Despite the evidence, the Secretary of State for Education ploughed on with his ill-considered plans for tests in schools. Two senior advisers resigned and this week he even lost his permanent secretary. Undeterred by those failures and, once again, with no evidence whatever to back it up, he proposes to begin the deskilling of the teaching profession. He would be much better employed if he had plans to provide nursery education for all children and the Queen's Speech would have been much better if it had contained such plans. As the report of the National Commission on Education shows only too clearly, investment in the education of the under-fives is the right sort of basic investment in education and provides real benefits for children, families and society. Typically, the commission's evidence was not good enough for the Government. It is not just Ministers who ignore evidence. In one of his recent essays on modern Conservative thought, delivered at the Carlton club earlier this year, the Prime Minister - ever eager to scapegoat and to ignore evidence - sought to distinguish between the social problems of suburbs, small towns and villages on the one hand and inner cities and that that was not the fault of 14 years of Conservative Government but was down to socialism. As the Home Secretary knows well, when the evidence is examined, it can be seen that crime in rural areas is, regrettably, rising much faster than in the inner cities. But when did facts ever get in the Government's way ? [Interruption.] The Conservative party does not like discussing "back to basics", but we shall have many such discussions. I fear that the abject failure to tackle the real problems that affect our nation is reflected all too clearly in the legislative programme that has been laid before us. Apparently, we are to have a Bill on deregulation.

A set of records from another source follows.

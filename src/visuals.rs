//! Stage visuals: camera, bloom, light, placeholder models and the
//! starfield layer.
//!
//! Everything here reads the store and mirrors it onto entities. Nothing in
//! this module writes back, except the rose observers which route taps into
//! [`crate::rose`].

mod entities;
mod systems;

pub use entities::{AmbientLayer, RoseGlow};

use bevy::picking::mesh_picking::MeshPickingPlugin;
use bevy::prelude::*;

use crate::DirectorSet;
use crate::store::debug_panel_visible;

/// Per-plugin configuration for the stage.
#[derive(Resource, Clone, Debug, Reflect)]
pub struct VisualsConfig {
    /// Camera bloom intensity per unit of the store's `bloom_intensity`.
    pub bloom_scale: f32,
    /// Number of stars in the starfield layer.
    pub star_count: usize,
    /// Radius of the star shell around the origin.
    pub star_radius: f32,
    /// Size of a single star.
    pub star_size: f32,
    /// Base intensity of the rose glow light (lumens).
    pub glow_lumens: f32,
    /// Background clear color.
    pub clear_color: Color,
}

impl Default for VisualsConfig {
    fn default() -> Self {
        Self {
            bloom_scale: 0.4,
            star_count: 600,
            star_radius: 60.0,
            star_size: 0.08,
            glow_lumens: 40_000.0,
            clear_color: Color::srgb(0.01, 0.005, 0.02),
        }
    }
}

/// Spawns the stage and keeps it in sync with the store.
pub struct VisualsPlugin(pub VisualsConfig);

impl Plugin for VisualsPlugin {
    fn build(&self, app: &mut App) {
        if !app.is_plugin_added::<MeshPickingPlugin>() {
            app.add_plugins(MeshPickingPlugin);
        }
        app.register_type::<VisualsConfig>()
            .register_type::<AmbientLayer>()
            .register_type::<RoseGlow>()
            .insert_resource(self.0.clone())
            .insert_resource(ClearColor(self.0.clear_color))
            .add_systems(Startup, systems::setup_stage)
            .add_systems(
                Update,
                (
                    systems::sync_models,
                    systems::sync_layers,
                    systems::sync_bloom,
                    systems::pulse_rose_glow,
                )
                    .after(DirectorSet::Camera),
            )
            .add_systems(
                Update,
                systems::draw_focus_poses.run_if(debug_panel_visible),
            );
    }
}
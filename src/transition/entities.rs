use std::ops::DerefMut;

use bevy::prelude::*;

use super::{DeferPolicy, TransitionConfig};
use crate::math;
use crate::store::{Experience, PendingTransition, Scene};

/// Audio cue requested by a story line. Playback lives outside the core.
#[derive(Message, Debug, Clone, Copy, PartialEq, Eq)]
pub enum StoryCue {
    /// The chocolate line was reached.
    Chocolate,
}

/// How long a scheduled sequence still waits before it starts.
#[derive(Debug, Clone, Copy, PartialEq)]
pub enum Wait {
    /// Yield this many frames.
    Frames(u32),
    /// Wait this many seconds.
    Seconds(f32),
}

impl Wait {
    /// Counts one frame of `dt` seconds; `None` once the wait is over.
    fn tick(self, dt: f32) -> Option<Self> {
        match self {
            Wait::Frames(n) if n > 1 => Some(Wait::Frames(n - 1)),
            Wait::Frames(_) => None,
            Wait::Seconds(s) if s - dt > 0.0 => Some(Wait::Seconds(s - dt)),
            Wait::Seconds(_) => None,
        }
    }
}

/// Step of a running sequence.
#[derive(Debug, Clone, Copy, PartialEq)]
pub enum SequenceStage {
    /// Short pause before the scene commit.
    Settle { elapsed: f32 },
    /// Bloom tween after committing `flower`.
    Bloom { elapsed: f32 },
}

/// Where the controller is with the current request.
#[derive(Debug, Clone, Default, PartialEq)]
pub enum TransitionPhase {
    /// Nothing to do.
    #[default]
    Idle,
    /// Request observed, deferred until the wait runs out.
    Scheduled {
        request: PendingTransition,
        wait: Wait,
    },
    /// Sequence in progress; `is_animating` is held true.
    Running {
        request: PendingTransition,
        stage: SequenceStage,
    },
}

/// Sole committer of scene changes.
///
/// Watches the store's pending slot, defers, then runs
/// settle → commit → (bloom tween for `flower`) and clears the slot.
/// A newer request aborts the current sequence and restarts with the new
/// one; an externally cleared slot or an external scene change during the
/// bloom tween aborts without restarting. Every exit path drops
/// `is_animating`.
#[derive(Resource, Debug, Default)]
pub struct TransitionController {
    phase: TransitionPhase,
}

impl TransitionController {
    /// Current phase.
    pub fn phase(&self) -> &TransitionPhase {
        &self.phase
    }

    /// `true` when no sequence is scheduled or running.
    pub fn is_idle(&self) -> bool {
        self.phase == TransitionPhase::Idle
    }

    fn active_seq(&self) -> Option<u64> {
        match &self.phase {
            TransitionPhase::Idle => None,
            TransitionPhase::Scheduled { request, .. }
            | TransitionPhase::Running { request, .. } => Some(request.seq),
        }
    }

    /// Advances the controller by one frame of `dt` seconds.
    ///
    /// Reads go through `Deref`, so the store is only flagged as changed on
    /// frames that actually write to it.
    pub fn step<E>(&mut self, exp: &mut E, dt: f32, cfg: &TransitionConfig)
    where
        E: DerefMut<Target = Experience>,
    {
        if self.observe_request(exp, cfg) {
            return;
        }

        let phase = std::mem::take(&mut self.phase);
        self.phase = match phase {
            TransitionPhase::Idle => TransitionPhase::Idle,
            TransitionPhase::Scheduled { request, wait } => match wait.tick(dt) {
                Some(wait) => TransitionPhase::Scheduled { request, wait },
                None => start(request, exp),
            },
            TransitionPhase::Running { request, stage } => run(request, stage, exp, dt, cfg),
        };
    }

    /// Picks up new or withdrawn requests. Returns `true` when a request was
    /// scheduled this frame and should wait for the next one.
    fn observe_request<E>(&mut self, exp: &mut E, cfg: &TransitionConfig) -> bool
    where
        E: DerefMut<Target = Experience>,
    {
        let pending_seq = exp.pending_transition().map(|p| p.seq);
        let active_seq = self.active_seq();
        if pending_seq == active_seq {
            return false;
        }

        let Some(request) = exp.pending_transition().cloned() else {
            info!("transition request withdrawn, aborting sequence");
            self.phase = abort(None, exp);
            return false;
        };

        if active_seq.is_some() {
            info!(
                "transition to {} supersedes the running sequence",
                request.scene
            );
        }
        debug!("transition to {} scheduled", request.scene);

        match cfg.defer {
            DeferPolicy::Immediate => {
                self.phase = start(request, exp);
                false
            }
            DeferPolicy::NextFrame => {
                self.phase = TransitionPhase::Scheduled {
                    request,
                    wait: Wait::Frames(1),
                };
                true
            }
            DeferPolicy::Delay(secs) => {
                self.phase = TransitionPhase::Scheduled {
                    request,
                    wait: Wait::Seconds(secs),
                };
                true
            }
        }
    }
}

fn start<E>(request: PendingTransition, exp: &mut E) -> TransitionPhase
where
    E: DerefMut<Target = Experience>,
{
    info!("transition to {} running", request.scene);
    if !exp.is_animating() {
        exp.set_is_animating(true);
    }
    TransitionPhase::Running {
        request,
        stage: SequenceStage::Settle { elapsed: 0.0 },
    }
}

fn run<E>(
    request: PendingTransition,
    stage: SequenceStage,
    exp: &mut E,
    dt: f32,
    cfg: &TransitionConfig,
) -> TransitionPhase
where
    E: DerefMut<Target = Experience>,
{
    match stage {
        SequenceStage::Settle { elapsed } => {
            let elapsed = elapsed + dt;
            if elapsed < cfg.settle_secs {
                return TransitionPhase::Running {
                    request,
                    stage: SequenceStage::Settle { elapsed },
                };
            }
            exp.set_scene(request.scene);
            info!("scene {} committed", request.scene);
            if request.scene == Scene::Flower {
                TransitionPhase::Running {
                    request,
                    stage: SequenceStage::Bloom { elapsed: 0.0 },
                }
            } else {
                finish(&request, exp)
            }
        }
        SequenceStage::Bloom { elapsed } => {
            if exp.current_scene() != request.scene {
                info!(
                    "scene left {} during bloom, aborting sequence",
                    request.scene
                );
                return abort(Some(request.seq), exp);
            }
            let elapsed = elapsed + dt;
            let t = if cfg.bloom_secs > 0.0 {
                (elapsed / cfg.bloom_secs).min(1.0)
            } else {
                1.0
            };
            // Bloom never runs backwards under normal flow.
            let value = math::ease_in_out_quad(t).max(exp.bloom_progress());
            exp.set_bloom_progress(value);
            if t >= 1.0 {
                finish(&request, exp)
            } else {
                TransitionPhase::Running {
                    request,
                    stage: SequenceStage::Bloom { elapsed },
                }
            }
        }
    }
}

fn finish<E>(request: &PendingTransition, exp: &mut E) -> TransitionPhase
where
    E: DerefMut<Target = Experience>,
{
    info!("transition to {} complete", request.scene);
    abort(Some(request.seq), exp)
}

/// Terminal cleanup shared by completion and interruption: clears the
/// pending slot if it still holds `seq` and drops the animation flag.
fn abort<E>(seq: Option<u64>, exp: &mut E) -> TransitionPhase
where
    E: DerefMut<Target = Experience>,
{
    if seq.is_some() && exp.pending_transition().map(|p| p.seq) == seq {
        exp.clear_pending_transition();
    }
    if exp.is_animating() {
        exp.set_is_animating(false);
    }
    TransitionPhase::Idle
}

Mr. David Howell (Guildford) : I respect the right hon. and learned Gentleman's concern for crime and defeating violence. Does that mean that he will now resume support for the Prevention of Terrorism Act ?
Mr. Smith : The right hon. Gentleman knows perfectly well that, when that matter has been debated, we have drawn attention to advice given by Home Office advisers supporting the points that we have made on the prevention of terrorism. Conservative Members should reflect on why the so-called "party of law and order" has seen crime rise by 120% during its period of office. The right hon. Gentleman would be better employed asking the Home Secretary why that has occurred during a period of Conservative Government.
I was about to refer to the Bill on deregulation, which is to be presented to the House as part of the legislative programme. Apparently, after 14 years of Conservative Government, too many regulations have accumulated. How that happened during the years of the so-called enterprise culture, and the M&S and economic miracle, is hard to imagine. Of the 3,500 regulations apparently reviewed by the Government, 71% have been introduced since 1979.
There can be no objection to weeding out outdated and unnecessary provisions. What is to be objected to is a weakening of the proper protection for both employees and consumers in the name of the same misguided dogma which, last Session, saw the abolition of wages councils. Any weakening of safety standards for people at work will be fiercely resisted by the Opposition. Too many avoidable accidents already happen at the work place and it cannot be right to dismantle protection that would increase their number. Consumers, too, will be rightly concerned at any weakening of protection contained in, for example, fire safety regulations. It is right, is it not, that there are strict provisions controlling the manufacture of furniture and children's nightwear? To avoid horrific dangers, that protection should be not only maintained but enforced with vigour.
It would also be wrong, although I understand that it is being considered, to seek to reduce insulation standards for new houses. Energy costs for millions of people are being increased enough already by the imposition of VAT on fuel without extra costs being caused by a lowering of standards, which inevitably will cause greater energy waste.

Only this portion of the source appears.